Мне очень хотелось сказать этой старухе, что мамочка моя никакая не Марина, что ее зовут Мириам, но сказать я не могла ничего, потому что они ели из одной тарелки, и слезы текли по лицу Надежды Ивановны, и не только из живого, но и из белого, неживого глаза, и по маминому лицу тоже текли слезы.
– Вкусный ты суп варишь, Марина Борисовна, – сказала Надежда Ивановна. – И чего ты в него ложишь?
Она последний раз облизнула ложку и положила ее рядом с тарелкой:
– Спасибо тебе. Отмучилась моя доченька.
...Давно никого нет. Нины, Надежды Ивановны. Мамы уже двадцать лет как нет. И перловый суп я никогда не варю.
ДЕТСТВО-49
Капустное чудо
Две маленькие девочки, обутые в городские ботики и по-деревенски повязанные толстыми платками, шли к зеленому дощатому ларьку, перед которым уже выстроилась беспросветно- темная очередь. Ждали машину с капустой.
Позднее ноябрьское утро уже наступило, но было сумрачно и хмуро, и в этой хмурости радовали глаз только тяжелые, темно-красные от сырости флаги, не убранные после праздника.
Старшая из девочек, шестилетняя Дуся, мяла в кармане замызганную десятку. Эту десятку дала Дусе старуха Ипатьева, у которой девочки жили почти год. Младшей, Ольге, она сунула в руки мешок – для капусты.
– Возьмите, сколько унесете, – велела она им, – и морквы с килограмм.
Было самое время ставить капусту. Таскать Ипатьевой было тяжело, и ноги еле ходили. К тому же за то время, что девочки жили у нее, она уже привыкла, что почти всю домашнюю работу они делают сами – легко и без принуждения.
К старухе Ипатьевой, по прозвищу Слониха, девочек привезли в конце сорок пятого года вьюжным вечером, почти ночью. Они приходились внучками ее недавно умершей сестре и были сиротами: отец погиб на фронте, а мать умерла годом позже. И соседка привезла их к Слонихе – ближе родни у них не было. Ипатьева оставила их у себя, но без большой радости. Наутро, разогревая на плите кашу, она бормотала: привезли, мол, на мою голову...

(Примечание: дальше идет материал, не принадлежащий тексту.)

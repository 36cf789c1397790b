use proptest::{prelude::*, strategy::Strategy};

use crate::{CompactBuf, Error, INLINE_CAP, NPOS};

// generates random byte runs, upto 80 bytes long
fn rand_bytes() -> impl Strategy<Value = Vec<u8>> {
    proptest::collection::vec(any::<u8>(), 0..80)
}

proptest! {
    #[test]
    fn test_bytes_roundtrip(bytes in rand_bytes()) {
        let buf = CompactBuf::from_slice(&bytes).unwrap();
        prop_assert_eq!(buf.as_slice(), &bytes[..]);
    }

    #[test]
    fn test_bytes_allocated_properly(bytes in rand_bytes()) {
        let buf = CompactBuf::from_slice(&bytes).unwrap();

        if bytes.len() <= INLINE_CAP {
            prop_assert!(buf.is_inline());
        } else {
            prop_assert!(!buf.is_inline());
        }
    }

    #[test]
    fn test_terminator_always_present(bytes in rand_bytes()) {
        let mut buf = CompactBuf::from_slice(&bytes).unwrap();
        prop_assert_eq!(buf.as_slice_with_nul().last(), Some(&0));

        buf.push(b'x').unwrap();
        prop_assert_eq!(buf.as_slice_with_nul().last(), Some(&0));

        buf.pop();
        prop_assert_eq!(buf.as_slice_with_nul().last(), Some(&0));
    }

    #[test]
    fn test_capacity_holds_length(bytes in rand_bytes(), extra in rand_bytes()) {
        let mut buf = CompactBuf::from_slice(&bytes).unwrap();
        prop_assert!(buf.capacity() >= buf.len());

        buf.append(&extra).unwrap();
        prop_assert!(buf.capacity() >= buf.len());

        buf.shrink_to_fit();
        prop_assert!(buf.capacity() >= buf.len());
        prop_assert_eq!(buf.len(), bytes.len() + extra.len());
    }

    #[test]
    fn test_insert_erase_roundtrip(
        bytes in rand_bytes(),
        patch in rand_bytes(),
        pos_seed in any::<usize>(),
    ) {
        let pos = if bytes.is_empty() { 0 } else { pos_seed % (bytes.len() + 1) };

        let mut buf = CompactBuf::from_slice(&bytes).unwrap();
        buf.insert(pos, &patch).unwrap();
        buf.erase(pos, patch.len()).unwrap();

        prop_assert_eq!(buf.as_slice(), &bytes[..]);
    }

    #[test]
    fn test_compare_sign_matches_ord(a in rand_bytes(), b in rand_bytes()) {
        let buf = CompactBuf::from_slice(&a).unwrap();
        let sign = buf.compare(&b).signum();
        let expected = match a.cmp(&b) {
            core::cmp::Ordering::Less => -1,
            core::cmp::Ordering::Equal => 0,
            core::cmp::Ordering::Greater => 1,
        };
        prop_assert_eq!(sign, expected);
    }

    #[test]
    fn test_find_agrees_with_windows(hay in rand_bytes(), needle in proptest::collection::vec(any::<u8>(), 1..4)) {
        let buf = CompactBuf::from_slice(&hay).unwrap();
        let expected = hay
            .windows(needle.len())
            .position(|w| w == needle)
            .unwrap_or(NPOS);
        prop_assert_eq!(buf.find(&needle, 0), expected);
    }
}

#[test]
fn test_short_runs_inline() {
    let runs: [&[u8]; 4] = [b"nyc", b"statue", b"liberty", b"img_1234.png"];

    for run in runs {
        let buf = CompactBuf::from_slice(run).unwrap();
        assert_eq!(buf, run);
        assert!(buf.is_inline());
    }
}

#[test]
fn test_inline_threshold() {
    let at_cap = CompactBuf::from_slice(&[b'a'; INLINE_CAP]).unwrap();
    assert!(at_cap.is_inline());
    assert_eq!(at_cap.capacity(), INLINE_CAP);

    let past_cap = CompactBuf::from_slice(&[b'a'; INLINE_CAP + 1]).unwrap();
    assert!(!past_cap.is_inline());
}

#[test]
fn test_from_vec_adopts_storage() {
    let mut vec = Vec::with_capacity(64);
    vec.extend_from_slice(b"long enough to skip the inline region");
    let addr = vec.as_ptr();

    let buf = CompactBuf::from(vec);
    assert_eq!(buf.as_ptr(), addr);
    assert_eq!(buf, &b"long enough to skip the inline region"[..]);
}

#[test]
fn test_from_vec_short_copies() {
    let vec = b"short".to_vec();
    let buf = CompactBuf::from(vec);
    assert!(buf.is_inline());
    assert_eq!(buf, &b"short"[..]);
}

#[test]
fn test_into_vec_roundtrip() {
    for content in [&b"tiny"[..], &b"something long enough to live on the heap"[..]] {
        let buf = CompactBuf::from_slice(content).unwrap();
        let vec: Vec<u8> = buf.into();
        assert_eq!(vec, content);
    }
}

#[test]
fn test_extend_and_collect() {
    let buf: CompactBuf = (b'a'..=b'z').collect();
    assert_eq!(buf, &b"abcdefghijklmnopqrstuvwxyz"[..]);

    let mut buf = CompactBuf::new();
    buf.extend([&b"ab"[..], &b"cd"[..], &b"ef"[..]]);
    assert_eq!(buf, &b"abcdef"[..]);
}

#[test]
fn test_clone_is_independent() {
    let a = CompactBuf::from_slice(b"x").unwrap();
    let mut b = a.clone();
    b.append(b"y").unwrap();

    assert_eq!(a, &b"x"[..]);
    assert_eq!(b, &b"xy"[..]);
}

#[test]
fn test_clone_from_reuses_capacity() {
    let source = CompactBuf::from_slice(b"replacement content, heap sized?").unwrap();

    let mut target = CompactBuf::with_capacity(128).unwrap();
    target.append(b"old").unwrap();
    let addr = target.as_ptr();

    target.clone_from(&source);
    assert_eq!(target, source);
    assert_eq!(target.as_ptr(), addr);
}

#[test]
fn test_failed_edit_leaves_buffer_untouched() {
    let mut buf = CompactBuf::from_slice(b"abc").unwrap();

    let err = buf.insert(4, b"x").unwrap_err();
    assert!(matches!(err, Error::OutOfRange { pos: 4, len: 3, .. }));
    assert_eq!(buf, &b"abc"[..]);

    let err = buf.erase(9, 1).unwrap_err();
    assert!(matches!(err, Error::OutOfRange { pos: 9, len: 3, .. }));
    assert_eq!(buf, &b"abc"[..]);
}

#[test]
fn test_debug_renders_bytes() {
    let buf = CompactBuf::from_slice(b"ab\xffc").unwrap();
    assert_eq!(format!("{buf:?}"), "\"ab\\xFFc\"");
}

Девочки испуганно жались друг к дружке и исподлобья смотрели на старуху одинаковыми круглыми глазами.
Первую неделю девочки молчали. Казалось, что они не разговаривают даже между собой, только шуршат, почесывая головы. Старуха тоже молчала, ни о чем не спрашивала и все думала большую думу: оставлять их при себе или сдать в детдом.
В субботу она взяла таз, чистое белье и девочек, волосы которых были заранее намазаны керосином, и повела их на Селезневку в баню. После бани Ипатьева впервые уложила их спать на свою кровать. До этого они спали в углу, на матрасе. Девочки быстро заснули, а Ипатьева еще долго сидела со своей подружкой Кротовой. Выпив чаю, она сказала:
– Господь с ними, пусть живут. Может, неспроста они ко мне на старости лет пристали.
А девочки, словно почуяв, что их жизнь решилась, заговорили сначала между собой, а потом и со старухой, которую стали звать бабой Таней. Они обжились, привыкли к новому жилью и к Слонихе, только с городскими ребятами не сошлись: их игры были непонятны, интереснее было сидеть в комнате, возле швейной машинки, слушать ее неровный стук и подбирать лоскутки, падающие на пол: Ипатьева брала работу – если повезет, то из нового, но больше кому перелицевать, кому починить...
Теперь девочки шли за капустой, и Дуся прикидывала, куда же они ее поставят: бочонка в хозяйстве не было. В дырявом кармане Дусиного пальто, кроме десятки, лежала еще и картинка из журнала с нарисованным желтым зубастым японцем, замахнувшимся кривым ножом на кусок географической карты.